May 26, 2016 -
Researchers from the University of Washington and the University of California at San Diego have discovered a way to identify drivers based solely on data gathered from the internal computer network, or CAN bus, of the vehicle their subjects were driving, according to a report by Wired.
The researchers plan to present these findings in a study at the Privacy Enhancing Technology Symposium in Germany this July.
The team found that the data gathered from just the car’s brake pedal could help them accurately identify the correct driver out of 15 individuals approximately nine times out of 10, after only 15 minutes of driving.
When the researchers used 90 minutes of driving data or monitored more car components, they could identify the correct driver 100 percent of the time.
“With very limited amounts of driving data we can enable very powerful and accurate inferences about the driver’s identity,” said Miro Enev, a former University of Washington researcher who worked on the study.
For the study, the researchers called on 15 individual test subjects to drive a vehicle from a University of Washington campus parking lot in Seattle, initially to the Space Needle about five miles away, then to a final destination a further 50 miles away.
During the entire journey, a laptop was plugged into the dashboard of the vehicle to gather its CAN network data.
The researchers then used a machine learning algorithm to analyze each part of the drivers’ routes for all 15 drivers. In each case, the algorithm would use 90% of the driving data as “learning” material, and then use the remaining data to determine which driver that 10% matched with.
The team eventually found that they didn’t even require the longest portion of the driving test to accurately identify each of the 15 drivers.
Using all data taken from the car’s sensors–such as how the driver braked, accelerated and angled the steering wheel—the team found that the algorithm could 100% accurately distinguish each of the drivers based on just 15 minutes of driving data.
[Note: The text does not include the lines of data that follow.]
/// Minimum percentage that counts as a pass.
#[derive(Debug, Clone, Copy, PartialEq, Eq)]
pub struct PassPolicy {
    threshold_percent: u32,
}

impl PassPolicy {
    /// Pass mark used for IC38 practice when nothing else is configured.
    pub const DEFAULT_THRESHOLD_PERCENT: u32 = 35;

    /// Threshold values above 100 are clamped.
    #[must_use]
    pub fn new(threshold_percent: u32) -> Self {
        Self {
            threshold_percent: threshold_percent.min(100),
        }
    }

    #[must_use]
    pub fn threshold_percent(&self) -> u32 {
        self.threshold_percent
    }

    #[must_use]
    pub fn passes(&self, percentage: u32) -> bool {
        percentage >= self.threshold_percent
    }
}

impl Default for PassPolicy {
    fn default() -> Self {
        Self::new(Self::DEFAULT_THRESHOLD_PERCENT)
    }
}

/// Score of a submitted attempt.
#[derive(Debug, Clone, Copy, PartialEq, Eq)]
pub struct ScoreReport {
    pub score: usize,
    pub total: usize,
    pub percentage: u32,
    pub passed: bool,
}

impl ScoreReport {
    #[must_use]
    pub fn new(score: usize, total: usize, policy: &PassPolicy) -> Self {
        let percentage = percentage(score, total);
        Self {
            score,
            total,
            percentage,
            passed: policy.passes(percentage),
        }
    }
}

/// `round(100 * score / total)`, rounding halves up; 0 for an empty attempt.
#[must_use]
pub fn percentage(score: usize, total: usize) -> u32 {
    if total == 0 {
        return 0;
    }
    let score = score.min(total) as u64;
    let total = total as u64;
    let rounded = (200 * score + total) / (2 * total);
    u32::try_from(rounded).unwrap_or(100)
}

#[cfg(test)]
mod tests {
    use super::*;

    #[test]
    fn percentage_rounds_half_up() {
        assert_eq!(percentage(7, 10), 70);
        assert_eq!(percentage(30, 30), 100);
        assert_eq!(percentage(0, 30), 0);
        assert_eq!(percentage(1, 3), 33);
        assert_eq!(percentage(2, 3), 67);
        assert_eq!(percentage(1, 8), 13);
        assert_eq!(percentage(0, 0), 0);
    }

    #[test]
    fn default_pass_mark_is_35() {
        let policy = PassPolicy::default();
        assert_eq!(policy.threshold_percent(), 35);
        assert!(policy.passes(35));
        assert!(!policy.passes(34));
    }

    #[test]
    fn report_uses_policy() {
        let report = ScoreReport::new(7, 10, &PassPolicy::default());
        assert_eq!(report.percentage, 70);
        assert!(report.passed);

        let strict = ScoreReport::new(7, 10, &PassPolicy::new(75));
        assert!(!strict.passed);

        let borderline = ScoreReport::new(10, 30, &PassPolicy::default());
        assert_eq!(borderline.percentage, 33);
        assert!(!borderline.passed);
    }

    #[test]
    fn threshold_is_clamped() {
        assert_eq!(PassPolicy::new(250).threshold_percent(), 100);
    }
}
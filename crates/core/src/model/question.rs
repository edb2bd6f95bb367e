use serde::Deserialize;
use thiserror::Error;

use crate::model::ids::QuestionId;

/// Every question carries exactly this many options.
pub const OPTION_COUNT: usize = 4;

//
// ─── ERRORS ────────────────────────────────────────────────────────────────────
//

/// Reasons a raw question cannot be accepted.
#[derive(Debug, Error, Clone, PartialEq, Eq)]
#[non_exhaustive]
pub enum QuestionError {
    #[error("missing required field `{0}`")]
    MissingField(&'static str),

    #[error("expected {OPTION_COUNT} options, got {0}")]
    OptionCount(usize),

    #[error("option {0} is blank")]
    BlankOption(usize),

    #[error("correct answer index {0} is outside 0..{OPTION_COUNT}")]
    AnswerOutOfRange(i64),
}

//
// ─── QUESTION ──────────────────────────────────────────────────────────────────
//

/// A validated multiple-choice question. Immutable once built.
#[derive(Debug, Clone, PartialEq, Eq)]
pub struct Question {
    id: QuestionId,
    text: String,
    options: [String; OPTION_COUNT],
    correct_answer_index: usize,
    explanation: String,
}

impl Question {
    /// Builds a question from already-checked parts.
    ///
    /// # Errors
    ///
    /// Returns `QuestionError` under the same rules as [`QuestionDraft::validate`].
    pub fn new(
        id: QuestionId,
        text: impl Into<String>,
        options: [String; OPTION_COUNT],
        correct_answer_index: usize,
        explanation: impl Into<String>,
    ) -> Result<Self, QuestionError> {
        QuestionDraft {
            text: Some(text.into()),
            options: Some(options.into()),
            correct_answer_index: Some(i64::try_from(correct_answer_index).unwrap_or(i64::MAX)),
            explanation: Some(explanation.into()),
        }
        .validate(id)
    }

    /// Same question under a different id.
    #[must_use]
    pub(crate) fn with_id(self, id: QuestionId) -> Self {
        Self { id, ..self }
    }

    #[must_use]
    pub fn id(&self) -> QuestionId {
        self.id
    }

    #[must_use]
    pub fn text(&self) -> &str {
        &self.text
    }

    #[must_use]
    pub fn options(&self) -> &[String; OPTION_COUNT] {
        &self.options
    }

    #[must_use]
    pub fn option(&self, index: usize) -> Option<&str> {
        self.options.get(index).map(String::as_str)
    }

    #[must_use]
    pub fn correct_answer_index(&self) -> usize {
        self.correct_answer_index
    }

    #[must_use]
    pub fn explanation(&self) -> &str {
        &self.explanation
    }

    #[must_use]
    pub fn is_correct(&self, option: usize) -> bool {
        option == self.correct_answer_index
    }
}

//
// ─── DRAFT ─────────────────────────────────────────────────────────────────────
//

/// Untrusted question as received from a generator.
///
/// Any `id` in the raw payload is ignored; ids are assigned by position.
#[derive(Debug, Clone, Default, PartialEq, Eq, Deserialize)]
#[serde(rename_all = "camelCase")]
pub struct QuestionDraft {
    #[serde(default)]
    pub text: Option<String>,
    #[serde(default)]
    pub options: Option<Vec<String>>,
    #[serde(default)]
    pub correct_answer_index: Option<i64>,
    #[serde(default)]
    pub explanation: Option<String>,
}

impl QuestionDraft {
    /// Check field presence, option arity and answer range, then assign `id`.
    ///
    /// # Errors
    ///
    /// Returns the first `QuestionError` found; nothing is partially accepted.
    pub fn validate(self, id: QuestionId) -> Result<Question, QuestionError> {
        let text = required(self.text, "text")?;
        let options = self.options.ok_or(QuestionError::MissingField("options"))?;
        let correct = self
            .correct_answer_index
            .ok_or(QuestionError::MissingField("correctAnswerIndex"))?;
        let explanation = required(self.explanation, "explanation")?;

        let options: [String; OPTION_COUNT] = options
            .try_into()
            .map_err(|rejected: Vec<String>| QuestionError::OptionCount(rejected.len()))?;
        if let Some(blank) = options.iter().position(|option| option.trim().is_empty()) {
            return Err(QuestionError::BlankOption(blank));
        }

        let correct_answer_index = usize::try_from(correct)
            .ok()
            .filter(|index| *index < OPTION_COUNT)
            .ok_or(QuestionError::AnswerOutOfRange(correct))?;

        Ok(Question {
            id,
            text,
            options,
            correct_answer_index,
            explanation,
        })
    }
}

fn required(value: Option<String>, field: &'static str) -> Result<String, QuestionError> {
    match value {
        Some(value) if !value.trim().is_empty() => Ok(value),
        _ => Err(QuestionError::MissingField(field)),
    }
}

//
// ─── TESTS ─────────────────────────────────────────────────────────────────────
//
//! Serial terminal link
//!
//! The operator talks to the controller over a single full-duplex UART.
//! Output is always blocking. Input is read blocking at the prompt, and
//! polled without blocking while recipes run so a pause key can be seen.

/// Transmit half of the terminal link
pub trait UartTx {
    type Error;

    /// Send every byte of `data`, blocking until the last one is queued
    fn write_blocking(&mut self, data: &[u8]) -> Result<(), Self::Error>;

    /// Block until the transmitter is idle
    fn flush(&mut self) -> Result<(), Self::Error>;
}

/// Receive half of the terminal link
pub trait UartRx {
    type Error;

    /// Fill `buf` completely, blocking as long as it takes
    fn read_blocking(&mut self, buf: &mut [u8]) -> Result<usize, Self::Error>;

    /// Take a byte that has already arrived, `Ok(None)` if there is none
    fn try_read_byte(&mut self) -> Result<Option<u8>, Self::Error>;

    /// Block for the next keystroke
    fn read_byte(&mut self) -> Result<u8, Self::Error> {
        let mut key = [0u8];
        self.read_blocking(&mut key)?;
        Ok(key[0])
    }
}

/// Character frame settings of the terminal link
#[derive(Debug, Clone, Copy, PartialEq, Eq)]
#[cfg_attr(feature = "defmt", derive(defmt::Format))]
pub struct UartConfig {
    pub baudrate: u32,
    pub data_bits: DataBits,
    pub parity: Parity,
    pub stop_bits: StopBits,
}

impl UartConfig {
    /// 8N1 at the given baud rate, what every serial terminal expects
    pub const fn terminal(baudrate: u32) -> Self {
        Self {
            baudrate,
            data_bits: DataBits::Eight,
            parity: Parity::None,
            stop_bits: StopBits::One,
        }
    }
}

impl Default for UartConfig {
    fn default() -> Self {
        Self::terminal(115_200)
    }
}

#[derive(Debug, Clone, Copy, PartialEq, Eq)]
#[cfg_attr(feature = "defmt", derive(defmt::Format))]
pub enum DataBits {
    Seven,
    Eight,
    Nine,
}

#[derive(Debug, Clone, Copy, PartialEq, Eq)]
#[cfg_attr(feature = "defmt", derive(defmt::Format))]
pub enum Parity {
    None,
    Even,
    Odd,
}

#[derive(Debug, Clone, Copy, PartialEq, Eq)]
#[cfg_attr(feature = "defmt", derive(defmt::Format))]
pub enum StopBits {
    One,
    Two,
}
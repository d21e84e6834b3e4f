//! Owned aggregate of both servo states

use super::actor::{Actor, SERVO_COUNT};
use super::servo::ServoState;

/// Both servo records, indexed by [`Actor`]
#[derive(Debug, Clone, PartialEq, Eq, Default)]
#[cfg_attr(feature = "defmt", derive(defmt::Format))]
pub struct ServoBank {
    servos: [ServoState; SERVO_COUNT],
}

impl ServoBank {
    /// Create a bank with both servos idle at home
    pub const fn new() -> Self {
        Self {
            servos: [ServoState::new(), ServoState::new()],
        }
    }

    /// State of one servo
    pub fn get(&self, actor: Actor) -> &ServoState {
        &self.servos[actor.index()]
    }

    /// Mutable state of one servo
    pub fn get_mut(&mut self, actor: Actor) -> &mut ServoState {
        &mut self.servos[actor.index()]
    }

    /// Check if at least one servo is running a recipe
    pub fn any_running(&self) -> bool {
        self.servos.iter().any(ServoState::is_running)
    }
}
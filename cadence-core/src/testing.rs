//! Host-side fakes for the collaborator traits

extern crate std;

use core::cell::RefCell;
use core::fmt;
use std::collections::VecDeque;
use std::rc::Rc;
use std::string::String;
use std::vec::Vec;

use embedded_hal::delay::DelayNs;

use crate::motion::Position;
use crate::state::{Actor, SERVO_COUNT};
use crate::traits::{Console, ServoDriver, TimeSource};

#[derive(Debug, Default)]
struct ClockInner {
    ticks: [u16; SERVO_COUNT],
    running: [bool; SERVO_COUNT],
    auto_tick: u16,
}

impl ClockInner {
    fn tick(&mut self, ms: u16) {
        for index in 0..SERVO_COUNT {
            if self.running[index] {
                self.ticks[index] = self.ticks[index].wrapping_add(ms);
            }
        }
    }
}

/// Per-actor millisecond counters under test control
///
/// Clones share the same counters, so a test can keep a handle after
/// moving the clock into a scheduler.
#[derive(Debug, Clone, Default)]
pub struct FakeClock {
    inner: Rc<RefCell<ClockInner>>,
}

impl FakeClock {
    pub fn new() -> Self {
        Self::default()
    }

    /// Clock where every reading lets `ms` pass on the running counters,
    /// so polling loops make progress
    pub fn with_auto_tick(ms: u16) -> Self {
        let clock = Self::default();
        clock.inner.borrow_mut().auto_tick = ms;
        clock
    }

    /// Force an actor's counter to a value
    pub fn set(&self, actor: Actor, ticks: u16) {
        self.inner.borrow_mut().ticks[actor.index()] = ticks;
    }

    /// Advance an actor's counter whether or not it is running
    pub fn advance(&self, actor: Actor, ms: u16) {
        let mut inner = self.inner.borrow_mut();
        let ticks = &mut inner.ticks[actor.index()];
        *ticks = ticks.wrapping_add(ms);
    }

    /// Let wall time pass: every running counter advances
    pub fn tick(&self, ms: u32) {
        self.inner.borrow_mut().tick(ms as u16);
    }

    pub fn is_running(&self, actor: Actor) -> bool {
        self.inner.borrow().running[actor.index()]
    }
}

impl TimeSource for FakeClock {
    fn now(&self, actor: Actor) -> u16 {
        let mut inner = self.inner.borrow_mut();
        let auto_tick = inner.auto_tick;
        inner.tick(auto_tick);
        inner.ticks[actor.index()]
    }

    fn start(&mut self, actor: Actor) {
        self.inner.borrow_mut().running[actor.index()] = true;
    }

    fn stop(&mut self, actor: Actor) {
        self.inner.borrow_mut().running[actor.index()] = false;
    }
}

/// Servo driver that records every output write
#[derive(Debug, Default)]
pub struct RecordingServos {
    log: Vec<(Actor, Position)>,
    failing: Option<Actor>,
    fault: Option<Actor>,
}

impl RecordingServos {
    pub fn new() -> Self {
        Self::default()
    }

    /// Last position written to an actor
    pub fn last(&self, actor: Actor) -> Option<Position> {
        self.log
            .iter()
            .rev()
            .find(|(a, _)| *a == actor)
            .map(|(_, p)| *p)
    }

    /// Total number of writes
    pub fn writes(&self) -> usize {
        self.log.len()
    }

    pub fn log(&self) -> &[(Actor, Position)] {
        &self.log
    }

    /// Report every later write to `actor` as failed
    pub fn fail_writes(mut self, actor: Actor) -> Self {
        self.failing = Some(actor);
        self
    }
}

impl ServoDriver for RecordingServos {
    fn set_output(&mut self, actor: Actor, position: Position) {
        self.log.push((actor, position));
        if self.failing == Some(actor) {
            self.fault = Some(actor);
        }
    }

    fn take_fault(&mut self) -> Option<Actor> {
        self.fault.take()
    }
}

/// Blocking delay that lets time pass on a [`FakeClock`]
#[derive(Debug)]
pub struct FakeDelay {
    clock: FakeClock,
    total_ns: u64,
}

impl FakeDelay {
    pub fn new(clock: FakeClock) -> Self {
        Self { clock, total_ns: 0 }
    }

    /// Total time spent blocked, in milliseconds
    pub fn total_ms(&self) -> u32 {
        (self.total_ns / 1_000_000) as u32
    }
}

impl DelayNs for FakeDelay {
    fn delay_ns(&mut self, ns: u32) {
        self.total_ns += ns as u64;
    }

    fn delay_ms(&mut self, ms: u32) {
        self.total_ns += ms as u64 * 1_000_000;
        self.clock.tick(ms);
    }
}

/// Console fed from scripted input with captured output
#[derive(Debug, Default)]
pub struct ScriptedConsole {
    keys: VecDeque<u8>,
    polls: VecDeque<Option<u8>>,
    output: String,
}

impl ScriptedConsole {
    pub fn new() -> Self {
        Self::default()
    }

    /// Queue bytes for blocking reads
    pub fn type_keys(&mut self, keys: &[u8]) {
        self.keys.extend(keys.iter().copied());
    }

    /// Queue results for non-blocking reads; `None` means nothing waiting
    pub fn queue_polls(&mut self, polls: &[Option<u8>]) {
        self.polls.extend(polls.iter().copied());
    }

    pub fn output(&self) -> &str {
        &self.output
    }

    pub fn take_output(&mut self) -> String {
        core::mem::take(&mut self.output)
    }
}

impl fmt::Write for ScriptedConsole {
    fn write_str(&mut self, s: &str) -> fmt::Result {
        self.output.push_str(s);
        Ok(())
    }
}

impl Console for ScriptedConsole {
    fn read_byte(&mut self) -> u8 {
        self.keys.pop_front().expect("scripted input exhausted")
    }

    fn try_read_byte(&mut self) -> Option<u8> {
        self.polls.pop_front().flatten()
    }
}
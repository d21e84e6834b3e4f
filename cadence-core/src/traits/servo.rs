//! Servo output trait
//!
//! Abstracts the PWM channel pair that positions the two servos.

use crate::motion::Position;
use crate::state::Actor;

/// Trait for the actuator output stage
///
/// Implementations map a discrete [`Position`] to the calibrated
/// duty cycle for that preset and write it to the actor's channel.
/// The servo starts moving as soon as the output changes.
pub trait ServoDriver {
    /// Drive the actor's output to the given position preset
    fn set_output(&mut self, actor: Actor, position: Position);

    /// Take the actor whose output last failed to update, clearing it
    ///
    /// Outputs that cannot fail keep the default.
    fn take_fault(&mut self) -> Option<Actor> {
        None
    }
}
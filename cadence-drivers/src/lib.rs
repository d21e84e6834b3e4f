//! Hardware driver implementations
//!
//! This crate provides concrete implementations of the collaborator traits
//! defined in cadence-core:
//!
//! - Servo outputs over `embedded-hal` PWM channels
//! - Per-servo time source over `cadence-hal` counters
//! - Operator console over a `cadence-hal` UART

#![no_std]
#![deny(unsafe_code)]

pub mod clock;
pub mod console;
pub mod servo;
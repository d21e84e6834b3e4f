//! Time source over two hardware counters
//!
//! Each servo keeps its own counter so pausing one servo freezes only
//! that servo's motion deadlines.

use cadence_core::state::Actor;
use cadence_core::traits::TimeSource;
use cadence_hal::Counter;

/// One millisecond counter per servo
pub struct CounterClock<A, B> {
    first: A,
    second: B,
}

impl<A: Counter, B: Counter> CounterClock<A, B> {
    /// Create a clock from two counters; their run state is left as is
    pub fn new(first: A, second: B) -> Self {
        Self { first, second }
    }
}

impl<A: Counter, B: Counter> TimeSource for CounterClock<A, B> {
    fn now(&self, actor: Actor) -> u16 {
        match actor {
            Actor::First => self.first.count(),
            Actor::Second => self.second.count(),
        }
    }

    fn start(&mut self, actor: Actor) {
        match actor {
            Actor::First => self.first.start(),
            Actor::Second => self.second.start(),
        }
    }

    fn stop(&mut self, actor: Actor) {
        match actor {
            Actor::First => self.first.stop(),
            Actor::Second => self.second.stop(),
        }
    }
}
//! Configuration loading
//!
//! The firmware embeds `servo.toml` at build time. It is parsed with the
//! no_std parser in cadence-core and validated before use.

pub mod loader;

pub use loader::load_config;
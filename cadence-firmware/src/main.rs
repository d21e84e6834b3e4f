//! Cadence - Two-Servo Recipe Controller Firmware
//!
//! Main firmware binary for STM32L476-based boards (NUCLEO-L476RG).
//! Two hobby servos on TIM2 each run a bytecode recipe, driven from a
//! serial terminal on USART2 (the ST-LINK virtual COM port).

#![no_std]
#![no_main]

use defmt::*;
use embassy_executor::Spawner;
use embassy_stm32::gpio::OutputType;
use embassy_stm32::time::Hertz;
use embassy_stm32::timer::low_level::CountingMode;
use embassy_stm32::timer::simple_pwm::{PwmPin, SimplePwm};
use embassy_stm32::usart::Uart;
use embassy_time::Delay;
use {defmt_rtt as _, panic_probe as _};

use cadence_core::traits::ServoDriver;
use cadence_core::{Controller, Halted};
use cadence_drivers::clock::CounterClock;
use cadence_drivers::console::UartConsole;
use cadence_drivers::servo::PwmServoPair;
use cadence_hal::uart::UartConfig;
use cadence_hal_stm32l4::pwm::frame_rate;
use cadence_hal_stm32l4::{usart_config, MillisCounter, SerialPort};

use crate::config::load_config;

mod config;

/// Main entry point
#[embassy_executor::main]
async fn main(_spawner: Spawner) {
    info!("Cadence firmware starting...");

    let p = embassy_stm32::init(Default::default());
    info!("Peripherals initialized");

    let config = load_config();

    // Servo outputs: TIM2 CH1 on PA0, CH2 on PA1
    let frame: Hertz = frame_rate(config.calibration.period_us);
    let pwm = SimplePwm::new(
        p.TIM2,
        Some(PwmPin::new(p.PA0, OutputType::PushPull)),
        Some(PwmPin::new(p.PA1, OutputType::PushPull)),
        None,
        None,
        frame,
        CountingMode::EdgeAlignedUp,
    );
    let channels = pwm.split();
    let mut ch1 = channels.ch1;
    let mut ch2 = channels.ch2;
    ch1.enable();
    ch2.enable();

    let mut servos = PwmServoPair::new(ch1, ch2, config.calibration);
    servos.home_all();
    if let Some(actor) = servos.take_fault() {
        warn!("Servo {} PWM channel rejected the home pulse", actor);
    }
    info!("Servos homed at {} Hz frame rate", frame.0);

    // Operator terminal: USART2, TX on PA2, RX on PA3
    let uart_config = usart_config(&UartConfig::terminal(config.console.baudrate));
    let uart = match Uart::new_blocking(p.USART2, p.PA3, p.PA2, uart_config) {
        Ok(uart) => uart,
        Err(e) => {
            error!("USART2 configuration rejected: {:?}", e);
            halt();
        }
    };
    let console = UartConsole::new(SerialPort::new(uart));
    info!("Console on USART2 at {} baud", config.console.baudrate);

    let clock = CounterClock::new(MillisCounter::new(), MillisCounter::new());

    let mut controller = Controller::new(&config, clock, servos, Delay, console);
    controller.print_banner();

    info!("Cadence ready");

    loop {
        if let Err(Halted) = controller.poll() {
            error!(
                "Halted by operator after a recipe fault ({} receive errors)",
                controller.console().rx_errors()
            );
            halt();
        }
    }
}

/// Stop here until the board is reset
fn halt() -> ! {
    loop {
        cortex_m::asm::wfi();
    }
}
//! Servo output drivers

pub mod pwm;

pub use pwm::PwmServoPair;
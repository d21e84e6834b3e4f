//! Board-agnostic core logic for the two-servo recipe controller
//!
//! This crate contains all application logic that does not depend on
//! specific hardware implementations:
//!
//! - Collaborator traits (time source, servo output, console)
//! - Recipe bytecode and the compiled-in recipe catalog
//! - Per-servo state and its lifecycle
//! - Non-blocking motion scheduling
//! - The recipe interpreter
//! - Interactive command decoding and line editing
//! - The controller loop tying it together
//! - Configuration types and parsing

#![no_std]
#![deny(unsafe_code)]

pub mod command;
pub mod config;
pub mod controller;
pub mod interpreter;
pub mod motion;
pub mod recipe;
pub mod state;
pub mod traits;

#[cfg(test)]
pub(crate) mod testing;

pub use controller::{Controller, Halted};
//! Hardware abstraction traits
//!
//! These traits define the interface between the application logic
//! and hardware-specific implementations.

pub mod clock;
pub mod console;
pub mod servo;

pub use clock::TimeSource;
pub use console::{Console, BACKSPACE, DELETE, ESCAPE, LINE_END};
pub use servo::ServoDriver;
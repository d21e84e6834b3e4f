//! Servo duty cycle calibration
//!
//! Maps each position preset to a pulse width. Hobby servos expect one
//! pulse every 20 ms; the pulse width selects the angle.

#[cfg(feature = "serde")]
use serde::{Deserialize, Serialize};

use super::types::ConfigError;
use crate::motion::{Position, POSITION_COUNT};

/// Default PWM frame length in microseconds (50 Hz)
pub const DEFAULT_PERIOD_US: u16 = 20_000;

/// Default pulse widths for 0°, 32°, 64°, 96°, 128° and 160°
pub const DEFAULT_PULSE_US: [u16; POSITION_COUNT] = [500, 856, 1211, 1567, 1922, 2278];

/// Pulse width table for the position presets
#[derive(Debug, Clone, Copy, PartialEq, Eq)]
#[cfg_attr(feature = "defmt", derive(defmt::Format))]
#[cfg_attr(feature = "serde", derive(Serialize, Deserialize))]
pub struct ServoCalibration {
    /// PWM frame length in microseconds
    pub period_us: u16,
    /// Pulse width per position preset, strictly increasing
    pub pulse_us: [u16; POSITION_COUNT],
}

impl Default for ServoCalibration {
    fn default() -> Self {
        Self {
            period_us: DEFAULT_PERIOD_US,
            pulse_us: DEFAULT_PULSE_US,
        }
    }
}

impl ServoCalibration {
    /// Pulse width for a position preset
    pub fn pulse_for(&self, position: Position) -> u16 {
        self.pulse_us[position.index() as usize]
    }

    /// Check that the table is usable
    pub fn validate(&self) -> Result<(), ConfigError> {
        if self.period_us == 0 {
            return Err(ConfigError::ZeroPeriod);
        }
        if self.pulse_us.windows(2).any(|pair| pair[0] >= pair[1]) {
            return Err(ConfigError::PulsesNotIncreasing);
        }
        if self.pulse_us.iter().any(|&pulse| pulse > self.period_us) {
            return Err(ConfigError::PulseExceedsPeriod);
        }
        Ok(())
    }
}
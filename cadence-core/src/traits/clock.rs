//! Per-servo time source
//!
//! Each servo has its own millisecond counter so that motion deadlines of
//! the two axes never share a clock.

use crate::state::Actor;

/// Monotonic per-actor millisecond counter
///
/// Counts wrap at 65536. A stopped counter holds its value and resumes
/// from it when started again.
pub trait TimeSource {
    /// Current tick of the actor's counter
    fn now(&self, actor: Actor) -> u16;

    /// Start (or resume) the actor's counter
    fn start(&mut self, actor: Actor);

    /// Stop the actor's counter
    fn stop(&mut self, actor: Actor);
}
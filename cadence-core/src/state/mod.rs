//! Per-servo state and lifecycle
//!
//! Each servo owns one [`ServoState`]. Its run status follows an explicit,
//! finite state machine driven by [`ServoEvent`]s.

pub mod actor;
pub mod bank;
pub mod events;
pub mod machine;
pub mod servo;

pub use actor::{Actor, SERVO_COUNT};
pub use bank::ServoBank;
pub use events::ServoEvent;
pub use machine::ServoStatus;
pub use servo::{LoopContext, MotionDeadline, ServoState};
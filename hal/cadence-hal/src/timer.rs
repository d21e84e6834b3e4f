//! Millisecond counter abstractions
//!
//! Each servo owns one counter channel. Counters tick once per millisecond,
//! wrap at 65536 and hold their value while stopped.

/// Free-running 16-bit millisecond counter
pub trait Counter {
    /// Start (or resume) counting from the current value
    fn start(&mut self);

    /// Stop counting, holding the current value
    fn stop(&mut self);

    /// Current count in milliseconds, wrapping at 65536
    fn count(&self) -> u16;
}
//! Servo PWM constants for TIM2
//!
//! Both servos share TIM2: channel 1 on PA0 drives servo 0 and channel 2
//! on PA1 drives servo 1, each with one pulse per frame.

use embassy_stm32::time::Hertz;

/// Hobby servo frame rate
pub const SERVO_FRAME_HZ: u32 = 50;

/// Frame rate for a calibrated frame length in microseconds
///
/// Falls back to [`SERVO_FRAME_HZ`] for a zero period.
pub fn frame_rate(period_us: u16) -> Hertz {
    match period_us {
        0 => Hertz(SERVO_FRAME_HZ),
        period => Hertz(1_000_000 / period as u32),
    }
}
And with the data from the brake pedal alone, the researchers were able to guess the correct driver with 87 percent accuracy.
The researchers say that the ability to identify the driver could have potential privacy implications, such as insurance companies penalizing drivers who lend their vehicle to their teenage kids, to confirming the identity of a driver who broke a traffic law or caused an accident.
Enev said that the research points out an inherent issue with automotive security, asserting that instead of making all of a vehicle’s data and sensitive systems available to any device connected to their CAN bus, vehicles should be equipped with permission systems, similar to the way operating systems like iOS or Android do.
“There should be a permission structure built around every sensor stream,” Enev said. “You should approach every new application that you expose your data to on a need-to-know basis.”